• [WORK ORDER] Take the records underneath and set them down exactly.
[DATA RECORDS — start]
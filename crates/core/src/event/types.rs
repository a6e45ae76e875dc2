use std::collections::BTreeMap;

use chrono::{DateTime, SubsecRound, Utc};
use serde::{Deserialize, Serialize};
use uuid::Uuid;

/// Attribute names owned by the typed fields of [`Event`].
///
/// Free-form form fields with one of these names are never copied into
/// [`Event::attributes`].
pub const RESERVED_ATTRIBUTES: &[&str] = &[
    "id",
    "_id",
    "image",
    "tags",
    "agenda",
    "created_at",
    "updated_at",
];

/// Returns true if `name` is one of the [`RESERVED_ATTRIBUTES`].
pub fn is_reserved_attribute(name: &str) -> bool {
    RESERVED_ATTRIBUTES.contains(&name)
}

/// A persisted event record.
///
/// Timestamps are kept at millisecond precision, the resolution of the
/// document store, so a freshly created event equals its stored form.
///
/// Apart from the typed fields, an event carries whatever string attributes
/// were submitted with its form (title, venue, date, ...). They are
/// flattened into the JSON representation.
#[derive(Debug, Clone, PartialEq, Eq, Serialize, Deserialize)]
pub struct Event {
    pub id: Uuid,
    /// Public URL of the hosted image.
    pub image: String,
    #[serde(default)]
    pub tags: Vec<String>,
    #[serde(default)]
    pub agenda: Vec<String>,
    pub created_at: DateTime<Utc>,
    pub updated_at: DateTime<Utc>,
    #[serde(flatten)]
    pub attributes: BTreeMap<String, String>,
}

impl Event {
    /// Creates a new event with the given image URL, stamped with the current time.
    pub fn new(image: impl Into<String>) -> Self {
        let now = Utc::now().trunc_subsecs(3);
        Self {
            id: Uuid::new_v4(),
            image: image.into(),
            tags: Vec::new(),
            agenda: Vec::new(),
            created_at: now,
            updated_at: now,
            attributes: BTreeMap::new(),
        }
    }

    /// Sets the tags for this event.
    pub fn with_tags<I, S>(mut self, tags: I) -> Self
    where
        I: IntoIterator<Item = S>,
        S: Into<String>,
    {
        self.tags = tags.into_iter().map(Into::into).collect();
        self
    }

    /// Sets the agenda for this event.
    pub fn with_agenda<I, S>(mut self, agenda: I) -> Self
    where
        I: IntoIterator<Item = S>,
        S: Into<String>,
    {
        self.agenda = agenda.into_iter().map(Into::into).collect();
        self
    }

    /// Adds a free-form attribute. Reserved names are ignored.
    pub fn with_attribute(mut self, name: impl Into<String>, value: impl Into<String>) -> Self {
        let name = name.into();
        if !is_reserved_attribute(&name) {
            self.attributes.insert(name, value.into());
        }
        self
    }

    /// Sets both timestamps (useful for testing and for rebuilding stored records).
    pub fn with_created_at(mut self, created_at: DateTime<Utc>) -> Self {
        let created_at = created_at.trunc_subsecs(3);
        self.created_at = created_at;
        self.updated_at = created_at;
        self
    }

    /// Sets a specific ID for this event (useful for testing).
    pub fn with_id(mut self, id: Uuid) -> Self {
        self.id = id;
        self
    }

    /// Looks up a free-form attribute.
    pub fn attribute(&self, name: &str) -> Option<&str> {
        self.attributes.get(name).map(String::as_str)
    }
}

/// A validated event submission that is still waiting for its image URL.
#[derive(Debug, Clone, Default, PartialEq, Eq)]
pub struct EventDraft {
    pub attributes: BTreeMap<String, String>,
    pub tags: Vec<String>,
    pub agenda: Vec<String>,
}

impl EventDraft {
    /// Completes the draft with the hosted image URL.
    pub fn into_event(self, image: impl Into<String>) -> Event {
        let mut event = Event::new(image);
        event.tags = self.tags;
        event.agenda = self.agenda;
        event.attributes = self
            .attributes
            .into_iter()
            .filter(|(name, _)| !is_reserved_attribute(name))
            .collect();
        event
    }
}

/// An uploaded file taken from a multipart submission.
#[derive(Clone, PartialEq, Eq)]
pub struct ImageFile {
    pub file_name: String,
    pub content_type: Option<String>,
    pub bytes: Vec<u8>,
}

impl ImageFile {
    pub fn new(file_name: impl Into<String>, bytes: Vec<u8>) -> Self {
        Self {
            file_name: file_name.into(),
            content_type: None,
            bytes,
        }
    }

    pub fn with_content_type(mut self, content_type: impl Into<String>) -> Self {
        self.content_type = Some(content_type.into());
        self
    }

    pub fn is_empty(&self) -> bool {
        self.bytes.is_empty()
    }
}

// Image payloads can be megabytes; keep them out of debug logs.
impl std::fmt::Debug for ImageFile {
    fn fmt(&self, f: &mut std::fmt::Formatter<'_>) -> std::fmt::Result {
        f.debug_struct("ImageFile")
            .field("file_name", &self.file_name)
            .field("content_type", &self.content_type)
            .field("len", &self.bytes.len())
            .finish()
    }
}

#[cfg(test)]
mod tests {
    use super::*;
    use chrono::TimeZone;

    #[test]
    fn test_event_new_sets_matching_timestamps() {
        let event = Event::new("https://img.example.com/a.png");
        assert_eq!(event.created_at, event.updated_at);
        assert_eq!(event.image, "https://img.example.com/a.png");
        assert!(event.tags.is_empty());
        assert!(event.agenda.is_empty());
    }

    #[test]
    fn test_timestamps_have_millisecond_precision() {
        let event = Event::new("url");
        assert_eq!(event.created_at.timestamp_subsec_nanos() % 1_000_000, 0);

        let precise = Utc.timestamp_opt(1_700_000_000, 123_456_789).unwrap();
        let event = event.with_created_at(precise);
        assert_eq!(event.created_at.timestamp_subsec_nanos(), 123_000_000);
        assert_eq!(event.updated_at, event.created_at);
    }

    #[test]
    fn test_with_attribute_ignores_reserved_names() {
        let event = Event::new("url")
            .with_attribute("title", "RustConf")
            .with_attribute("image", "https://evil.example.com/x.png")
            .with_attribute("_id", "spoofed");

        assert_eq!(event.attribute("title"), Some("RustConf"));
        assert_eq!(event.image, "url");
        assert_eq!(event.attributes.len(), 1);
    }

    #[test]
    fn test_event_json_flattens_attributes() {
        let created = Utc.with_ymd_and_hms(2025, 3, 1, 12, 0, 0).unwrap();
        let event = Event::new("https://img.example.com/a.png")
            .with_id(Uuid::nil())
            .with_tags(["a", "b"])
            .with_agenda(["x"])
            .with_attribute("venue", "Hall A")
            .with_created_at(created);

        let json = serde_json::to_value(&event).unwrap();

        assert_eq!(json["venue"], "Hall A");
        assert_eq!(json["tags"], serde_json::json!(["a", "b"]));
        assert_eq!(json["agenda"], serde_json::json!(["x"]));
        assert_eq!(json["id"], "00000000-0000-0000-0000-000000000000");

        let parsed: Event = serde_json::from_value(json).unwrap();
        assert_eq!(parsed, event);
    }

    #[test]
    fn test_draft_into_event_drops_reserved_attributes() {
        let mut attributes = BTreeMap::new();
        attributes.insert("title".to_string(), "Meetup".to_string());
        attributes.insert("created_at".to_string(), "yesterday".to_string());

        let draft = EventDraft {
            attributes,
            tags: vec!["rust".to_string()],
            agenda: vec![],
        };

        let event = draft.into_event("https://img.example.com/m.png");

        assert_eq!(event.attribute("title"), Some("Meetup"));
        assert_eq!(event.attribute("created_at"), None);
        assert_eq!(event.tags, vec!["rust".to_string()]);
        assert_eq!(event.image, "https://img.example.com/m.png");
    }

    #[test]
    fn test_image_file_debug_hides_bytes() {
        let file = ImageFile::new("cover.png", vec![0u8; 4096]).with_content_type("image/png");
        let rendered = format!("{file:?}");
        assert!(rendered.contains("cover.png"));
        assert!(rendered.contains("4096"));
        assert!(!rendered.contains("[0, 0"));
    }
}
[DATA RECORDS — finish]
• [OUTPUT FOR THIS EXERCISE]
filename crates/core/src/event/types.rs
repository a6e45ae76e875dc2
use std::collections::BTreeMap;

use chrono::{DateTime, SubsecRound, Utc};
use serde::{Deserialize, Serialize};
use uuid::Uuid;

/// Attribute names owned by the typed fields of [`Event`].
///
/// Free-form form fields with one of these names are never copied into
/// [`Event::attributes`].
pub const RESERVED_ATTRIBUTES: &[&str] = &[
    "id",
    "_id",
    "image",
    "tags",
    "agenda",
    "created_at",
    "updated_at",
];

/// Returns true if `name` is one of the [`RESERVED_ATTRIBUTES`].
pub fn is_reserved_attribute(name: &str) -> bool {
    RESERVED_ATTRIBUTES.contains(&name)
}

/// A persisted event record.
///
/// Timestamps are kept at millisecond precision, the resolution of the
/// document store, so a freshly created event equals its stored form.
///
/// Apart from the typed fields, an event carries whatever string attributes
/// were submitted with its form (title, venue, date, ...). They are
/// flattened into the JSON representation.
#[derive(Debug, Clone, PartialEq, Eq, Serialize, Deserialize)]
pub struct Event {
    pub id: Uuid,
    /// Public URL of the hosted image.
    pub image: String,
    #[serde(default)]
    pub tags: Vec<String>,
    #[serde(default)]
    pub agenda: Vec<String>,
    pub created_at: DateTime<Utc>,
    pub updated_at: DateTime<Utc>,
    #[serde(flatten)]
    pub attributes: BTreeMap<String, String>,
}

impl Event {
    /// Creates a new event with the given image URL, stamped with the current time.
    pub fn new(image: impl Into<String>) -> Self {
        let now = Utc::now().trunc_subsecs(3);
        Self {
            id: Uuid::new_v4(),
            image: image.into(),
            tags: Vec::new(),
            agenda: Vec::new(),
            created_at: now,
            updated_at: now,
            attributes: BTreeMap::new(),
        }
    }

    /// Sets the tags for this event.
    pub fn with_tags<I, S>(mut self, tags: I) -> Self
    where
        I: IntoIterator<Item = S>,
        S: Into<String>,
    {
        self.tags = tags.into_iter().map(Into::into).collect();
        self
    }

    /// Sets the agenda for this event.
    pub fn with_agenda<I, S>(mut self, agenda: I) -> Self
    where
        I: IntoIterator<Item = S>,
        S: Into<String>,
    {
        self.agenda = agenda.into_iter().map(Into::into).collect();
        self
    }

    /// Adds a free-form attribute. Reserved names are ignored.
    pub fn with_attribute(mut self, name: impl Into<String>, value: impl Into<String>) -> Self {
        let name = name.into();
        if !is_reserved_attribute(&name) {
            self.attributes.insert(name, value.into());
        }
        self
    }

    /// Sets both timestamps (useful for testing and for rebuilding stored records).
    pub fn with_created_at(mut self, created_at: DateTime<Utc>) -> Self {
        let created_at = created_at.trunc_subsecs(3);
        self.created_at = created_at;
        self.updated_at = created_at;
        self
    }

    /// Sets a specific ID for this event (useful for testing).
    pub fn with_id(mut self, id: Uuid) -> Self {
        self.id = id;
        self
    }

    /// Looks up a free-form attribute.
    pub fn attribute(&self, name: &str) -> Option<&str> {
        self.attributes.get(name).map(String::as_str)
    }
}

/// A validated event submission that is still waiting for its image URL.
#[derive(Debug, Clone, Default, PartialEq, Eq)]
pub struct EventDraft {
    pub attributes: BTreeMap<String, String>,
    pub tags: Vec<String>,
    pub agenda: Vec<String>,
}

impl EventDraft {
    /// Completes the draft with the hosted image URL.
    pub fn into_event(self, image: impl Into<String>) -> Event {
        let mut event = Event::new(image);
        event.tags = self.tags;
        event.agenda = self.agenda;
        event.attributes = self
            .attributes
            .into_iter()
            .filter(|(name, _)| !is_reserved_attribute(name))
            .collect();
        event
    }
}

/// An uploaded file taken from a multipart submission.
#[derive(Clone, PartialEq, Eq)]
pub struct ImageFile {
    pub file_name: String,
    pub content_type: Option<String>,
    pub bytes: Vec<u8>,
}

impl ImageFile {
    pub fn new(file_name: impl Into<String>, bytes: Vec<u8>) -> Self {
        Self {
            file_name: file_name.into(),
            content_type: None,
            bytes,
        }
    }

    pub fn with_content_type(mut self, content_type: impl Into<String>) -> Self {
        self.content_type = Some(content_type.into());
        self
    }

    pub fn is_empty(&self) -> bool {
        self.bytes.is_empty()
    }
}

// Image payloads can be megabytes; keep them out of debug logs.
impl std::fmt::Debug for ImageFile {
    fn fmt(&self, f: &mut std::fmt::Formatter<'_>) -> std::fmt::Result {
        f.debug_struct("ImageFile")
            .field("file_name", &self.file_name)
            .field("content_type", &self.content_type)
            .field("len", &self.bytes.len())
            .finish()
    }
}

#[cfg(test)]
mod tests {
    use super::*;
    use chrono::TimeZone;

    #[test]
    fn test_event_new_sets_matching_timestamps() {
        let event = Event::new("https://img.example.com/a.png");
        assert_eq!(event.created_at, event.updated_at);
        assert_eq!(event.image, "https://img.example.com/a.png");
        assert!(event.tags.is_empty());
        assert!(event.agenda.is_empty());
    }

    #[test]
    fn test_timestamps_have_millisecond_precision() {
        let event = Event::new("url");
        assert_eq!(event.created_at.timestamp_subsec_nanos() % 1_000_000, 0);

        let precise = Utc.timestamp_opt(1_700_000_000, 123_456_789).unwrap();
        let event = event.with_created_at(precise);
        assert_eq!(event.created_at.timestamp_subsec_nanos(), 123_000_000);
        assert_eq!(event.updated_at, event.created_at);
    }

    #[test]
    fn test_with_attribute_ignores_reserved_names() {
        let event = Event::new("url")
            .with_attribute("title", "RustConf")
            .with_attribute("image", "https://evil.example.com/x.png")
            .with_attribute("_id", "spoofed");

        assert_eq!(event.attribute("title"), Some("RustConf"));
        assert_eq!(event.image, "url");
        assert_eq!(event.attributes.len(), 1);
    }

    #[test]
    fn test_event_json_flattens_attributes() {
        let created = Utc.with_ymd_and_hms(2025, 3, 1, 12, 0, 0).unwrap();
        let event = Event::new("https://img.example.com/a.png")
            .with_id(Uuid::nil())
            .with_tags(["a", "b"])
            .with_agenda(["x"])
            .with_attribute("venue", "Hall A")
            .with_created_at(created);

        let json = serde_json::to_value(&event).unwrap();

        assert_eq!(json["venue"], "Hall A");
        assert_eq!(json["tags"], serde_json::json!(["a", "b"]));
        assert_eq!(json["agenda"], serde_json::json!(["x"]));
        assert_eq!(json["id"], "00000000-0000-0000-0000-000000000000");

        let parsed: Event = serde_json::from_value(json).unwrap();
        assert_eq!(parsed, event);
    }

    #[test]
    fn test_draft_into_event_drops_reserved_attributes() {
        let mut attributes = BTreeMap::new();
        attributes.insert("title".to_string(), "Meetup".to_string());
        attributes.insert("created_at".to_string(), "yesterday".to_string());

        let draft = EventDraft {
            attributes,
            tags: vec!["rust".to_string()],
            agenda: vec![],
        };

        let event = draft.into_event("https://img.example.com/m.png");

        assert_eq!(event.attribute("title"), Some("Meetup"));
        assert_eq!(event.attribute("created_at"), None);
        assert_eq!(event.tags, vec!["rust".to_string()]);
        assert_eq!(event.image, "https://img.example.com/m.png");
    }

    #[test]
    fn test_image_file_debug_hides_bytes() {
        let file = ImageFile::new("cover.png", vec![0u8; 4096]).with_content_type("image/png");
        let rendered = format!("{file:?}");
        assert!(rendered.contains("cover.png"));
        assert!(rendered.contains("4096"));
        assert!(!rendered.contains("[0, 0"));
    }
}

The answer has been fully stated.